3.2.2. Subjektives Verschulden

In subjektiver Hinsicht handelte der Beschuldigte mit direktem Vorsatz. Das Motiv des Beschuldigten lag wohl schlicht in Bequemlichkeit, indem er die Drogen so nicht selbst beschaffen musste. Die objektive Tatschwere wird durch die subjektiven Zumessungsgründe nicht relativiert.

3.2.3. Strafart

Wie vorstehend dargelegt, besteht keine Möglichkeit zur Aussprechung einer Freiheitsstrafe statt einer Geldstrafe (E. 3.1.3.).

3.2.4. Zwischenfazit

Ausgehend von einem noch leichten Verschulden erscheint eine Strafe von 90 Tagessätzen Geldstrafe als angemessen.

3.3. Versuchte einfache Körperverletzung

3.3.1. Objektive Tatschwere

In objektiver Hinsicht holte der Beschuldigte mit den Walkingstöcken zu einem Schlag von hinten gegen den Kopf der Privatklägerin 2 aus. Da die Stöcke nur leicht wiegen, ist hinsichtlich des möglichen vollendeten Delikts von – auch innerhalb des Tatbestands der einfachen Körperverletzung – nur relativ leichten Verletzungen der Privatklägerin 2 auszugehen, die bloss einer vergleichsweise geringen medizinischen Behandlung bedurft hätten, für die Privatklägerin 2 aber zweifellos gleichsam schmerzhaft gewesen wären. Der Beschuldigte handelte spontan im Rahmen einer zuvor verbalen Auseinandersetzung mit seiner Ehefrau.
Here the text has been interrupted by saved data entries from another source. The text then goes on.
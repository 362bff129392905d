//! Text runs of rendered HTML.

use multimark_core::mask;

/// Rebuilds `html`, handing every run of text to `edit` along with the
/// output buffer. Tags, comments and markers are copied unchanged, as is
/// everything inside code, pre, script and style elements.
pub(crate) fn map_text(html: &str, mut edit: impl FnMut(&str, &mut String)) -> String {
    let mut out = String::with_capacity(html.len());
    let mut code_depth = 0usize;
    let mut rest = html;
    while !rest.is_empty() {
        if rest.starts_with('<') {
            let end = if rest.starts_with("<!--") {
                rest.find("-->").map_or(rest.len(), |at| at + 3)
            } else {
                rest.find('>').map_or(rest.len(), |at| at + 1)
            };
            track_code(&rest[..end], &mut code_depth);
            out.push_str(&rest[..end]);
            rest = &rest[end..];
            continue;
        }
        let end = rest.find('<').unwrap_or(rest.len());
        if code_depth > 0 {
            out.push_str(&rest[..end]);
        } else {
            map_unmasked(&rest[..end], &mut out, &mut edit);
        }
        rest = &rest[end..];
    }
    out
}

fn track_code(tag: &str, depth: &mut usize) {
    let lower = tag.to_ascii_lowercase();
    let name = lower
        .trim_start_matches('<')
        .trim_start_matches('/')
        .split(|c: char| !c.is_ascii_alphanumeric())
        .next()
        .unwrap_or("");
    if matches!(name, "code" | "pre" | "script" | "style") {
        if lower.starts_with("</") {
            *depth = depth.saturating_sub(1);
        } else {
            *depth += 1;
        }
    }
}

/// Runs `edit` on the parts of `text` outside markers. A marker opens and
/// closes with a reserved code point.
fn map_unmasked(text: &str, out: &mut String, edit: &mut impl FnMut(&str, &mut String)) {
    let mut rest = text;
    while let Some(start) = rest.find(mask::is_reserved) {
        if start > 0 {
            edit(&rest[..start], out);
        }
        let marker = &rest[start..];
        let open_len = marker.chars().next().map_or(0, char::len_utf8);
        let end = marker[open_len..]
            .find(mask::is_reserved)
            .map_or(marker.len(), |at| {
                let close = open_len + at;
                close + marker[close..].chars().next().map_or(0, char::len_utf8)
            });
        out.push_str(&marker[..end]);
        rest = &marker[end..];
    }
    if !rest.is_empty() {
        edit(rest, out);
    }
}
//! Smart quotes and typographic replacements over rendered HTML.

use std::iter::Peekable;
use std::str::Chars;

const DEFAULT_QUOTES: [char; 4] = ['\u{201c}', '\u{201d}', '\u{2018}', '\u{2019}'];

/// Applies quote and symbol replacements to text outside tags, skipping
/// code/pre/script/style content.
///
/// `quotes` holds double open, double close, single open and single close
/// quote characters; missing ones fall back to curly quotes.
pub fn apply(input: &str, quotes: &str) -> String {
    if !input.contains(['"', '\'', '-', '.', '(', '+']) {
        return input.to_string();
    }

    let mut set = DEFAULT_QUOTES;
    for (slot, ch) in set.iter_mut().zip(quotes.chars()) {
        *slot = ch;
    }

    let mut out = String::with_capacity(input.len());
    let mut chars = input.chars().peekable();
    let mut code_depth = 0usize;

    while let Some(c) = chars.next() {
        if c == '<' {
            consume_html_tag(&mut chars, &mut out, &mut code_depth);
            continue;
        }
        if code_depth > 0 {
            out.push(c);
            continue;
        }
        replace(c, &mut chars, &mut out, &set);
    }

    out
}

/// Consumes an HTML tag from the character stream, tracking code/pre/script/style depth.
fn consume_html_tag(chars: &mut Peekable<Chars<'_>>, out: &mut String, code_depth: &mut usize) {
    let mut tag = String::from("<");
    for n in chars.by_ref() {
        tag.push(n);
        if n == '>' {
            break;
        }
    }
    let lower = tag.to_ascii_lowercase();
    let name = lower
        .trim_start_matches('<')
        .trim_start_matches('/')
        .split(|c: char| !c.is_ascii_alphanumeric())
        .next()
        .unwrap_or("");
    if matches!(name, "code" | "pre" | "script" | "style") {
        if lower.starts_with("</") {
            *code_depth = code_depth.saturating_sub(1);
        } else {
            *code_depth += 1;
        }
    }
    out.push_str(&tag);
}

fn is_opening(out: &str) -> bool {
    out.is_empty() || out.ends_with(|c: char| c.is_whitespace() || "([{\"'>\u{201c}\u{2018}".contains(c))
}

/// Case-insensitive `(c)`, `(r)`, `(tm)` after an already consumed `(`.
fn symbol(chars: &mut Peekable<Chars<'_>>) -> Option<char> {
    let mut ahead = chars.clone();
    let first = ahead.next()?.to_ascii_lowercase();
    let second = ahead.next()?.to_ascii_lowercase();
    let (symbol, len) = match (first, second) {
        ('c', ')') => ('\u{a9}', 2),
        ('r', ')') => ('\u{ae}', 2),
        ('t', 'm') if ahead.next() == Some(')') => ('\u{2122}', 3),
        _ => return None,
    };
    for _ in 0..len {
        chars.next();
    }
    Some(symbol)
}

/// `---` becomes an em dash. `--` becomes an en dash when it has
/// whitespace on both sides or on neither; text boundaries count as both.
fn dash(chars: &mut Peekable<Chars<'_>>, out: &mut String) {
    let mut run = 1;
    while chars.peek() == Some(&'-') {
        chars.next();
        run += 1;
    }
    let prev = out.chars().last().filter(|c| *c != '>');
    let next = chars.peek().copied().filter(|c| *c != '<');
    let blank = |c: Option<char>| c.is_none_or(char::is_whitespace);
    let solid = |c: Option<char>| c.is_none_or(|c| !c.is_whitespace());
    match run {
        3 => out.push('\u{2014}'),
        2 if (blank(prev) && blank(next)) || (solid(prev) && solid(next)) => out.push('\u{2013}'),
        _ => out.extend(std::iter::repeat_n('-', run)),
    }
}

fn replace(c: char, chars: &mut Peekable<Chars<'_>>, out: &mut String, quotes: &[char; 4]) {
    match c {
        '-' => dash(chars, out),
        '.' if chars.clone().take(2).eq(['.', '.']) => {
            chars.next();
            chars.next();
            out.push('\u{2026}');
        }
        '+' if chars.peek() == Some(&'-') => {
            chars.next();
            out.push('\u{b1}');
        }
        '(' => match symbol(chars) {
            Some(symbol) => out.push(symbol),
            None => out.push('('),
        },
        '"' => out.push(if is_opening(out) { quotes[0] } else { quotes[1] }),
        '\'' => out.push(if is_opening(out) { quotes[2] } else { quotes[3] }),
        _ => out.push(c),
    }
}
Mithin ist von einem noch leichten Verschulden auszugehen.

3.3.2. Subjektives Verschulden

In subjektiver Hinsicht handelte der Beschuldigte bezüglich der Zufügung von Schmerzen und der Verursachung von Verletzungen gegenüber der Privatklägerin 2 eventualvorsätzlich, wobei sein Tatmotiv in der spontan verspürten Wut lag,

nachdem die Privatklägerin 2 die von ihm unterlassene Begrüssung moniert hatte. Die objektive Tatschwere wird durch die subjektiven Zumessungsgründe aber nicht spürbar relativiert.

3.3.3. Versuch

Strafmindernd ist verschuldensunabhängig zu berücksichtigen, dass der Taterfolg ausblieb, indem der Privatkläger 1 eingriff und den Schlag gegen die Privatklägerin 2 verhinderte. Ohne dieses Eingreifen wäre der Taterfolg aber wohl eingetreten, weswegen er relativ nahe lag.

3.3.4. Strafart

Wie vorstehend dargelegt, besteht keine Möglichkeit zur Aussprechung einer Freiheitsstrafe statt einer Geldstrafe (E. 3.1.3.).

3.3.5. Zwischenfazit

Ausgehend von einem noch leichten Verschulden erschiene für das vollendete Delikt eine Strafe von 90 Tagessätzen Geldstrafe als angemessen. Aufgrund des Versuchs ist die Strafe auf 60 Tagessätze Geldstrafe zu mindern.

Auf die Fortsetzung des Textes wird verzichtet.